At oral argument, the Court did not focus on whether Basic should be overturned because it rests on an arguably faulty economic theory, despite the intimations in Amgen. Rather, the Court focused on a compromise position based on an argument that law professors made in an amicus curiae brief. The professors argued that plaintiffs should provide event studies analyzing whether a defendant’s alleged misrepresentation affected its stock price at the class certification stage. Justice Kennedy, who referred to the professors’ position as a “midway position,” asked both the Halliburton and respondent about the professors’ approach of requiring an event study at the class certification stage, and Justice Scalia asked respondent what the effect of adopting “Basic writ small” would be. At the close of argument, Justice Breyer, perhaps showing his hand, asked Halliburton what currently precluded a defendant from presenting an event study at the class certification stage to rebut fraud-on-the-market’s presumption of reliance, to which Halliburton responded, “that is what we’re asking this Court to hold.”

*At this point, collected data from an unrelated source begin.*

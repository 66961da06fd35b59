//! Synchronous pure-rust client for the PostgreSQL wire protocol (v3.0).
//!
//! `pgconnect` speaks the frontend/backend protocol directly over a blocking
//! byte stream (TCP or Unix-domain socket) and exposes it as a small session
//! state machine: negotiate startup, issue simple queries, stream result
//! rows, handle asynchronous server notices, and run the COPY sub-protocol.
//!
//! There is deliberately no SQL layer and no type system on top: result rows
//! are surfaced as raw buffers plus a string projection, so the crate is
//! suited for protocol-level tooling, REPLs, and tests that need exact
//! control over the wire dialog.
//!
//! ```rust,no_run
//! use pgconnect::{PgResult, Session};
//! # fn main() -> PgResult<()> {
//! let mut session = Session::new();
//! session.connect_local("5432", "/private/tmp", ".s.PGSQL.")?;
//! if session.startup("joe", "")? {
//!     session.query("SELECT datname FROM pg_database")?;
//!     while !session.row_queue_empty() {
//!         println!("{}", session.pop_row_as_strings()?);
//!     }
//! }
//! # Ok(())
//! # }
//! ```
//!
//! Out of scope: authentication beyond trust mode, TLS, the extended
//! (prepared-statement) query protocol, connection pooling, and typed value
//! decoding.

#![warn(missing_docs)]
#![deny(missing_debug_implementations)]
#![deny(clippy::all)]
#![deny(clippy::pedantic)]
#![allow(clippy::module_name_repetitions)]
#![allow(clippy::must_use_candidate)]
#![allow(clippy::missing_errors_doc)]

#[macro_use]
extern crate log;

mod conn;
mod pg_error;
mod protocol;
mod row;
mod session;

pub use crate::conn::{
    BufferFormat, ConnectParams, ConnectParamsBuilder, Endpoint, SessionState, TransactionStatus,
};
pub use crate::pg_error::{PgError, PgResult};
pub use crate::protocol::parts::{FieldDescription, FieldFormat, RowDescription};
pub use crate::row::Row;
pub use crate::session::Session;
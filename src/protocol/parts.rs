mod field_description;
mod server_notice;

pub use self::{
    field_description::{FieldDescription, FieldFormat, RowDescription},
    server_notice::ServerNotice,
};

If the Court’s focus on the “midway position” is any indication, the Court is not prepared to overturn Basic, but seems willing to require plaintiffs to provide event studies tying a defendant’s misrepresentation to a price impact on their stock at the class certification stage. The significance of such a holding is manifest because, as Halliburton pointed out, nearly 75% of class certification motions are granted in securities cases, and only 7% of cases make it to the summary judgment stage after certification is granted. Were the Court to adopt “Basic writ small,” as coined by Justice Scalia, plaintiffs would no longer be able to avail themselves of Basic’s presumption without showing that a defendant’s alleged misrepresentation actually affected stock price, which would lead to fewer classes being certified and settled before price impact could be analyzed.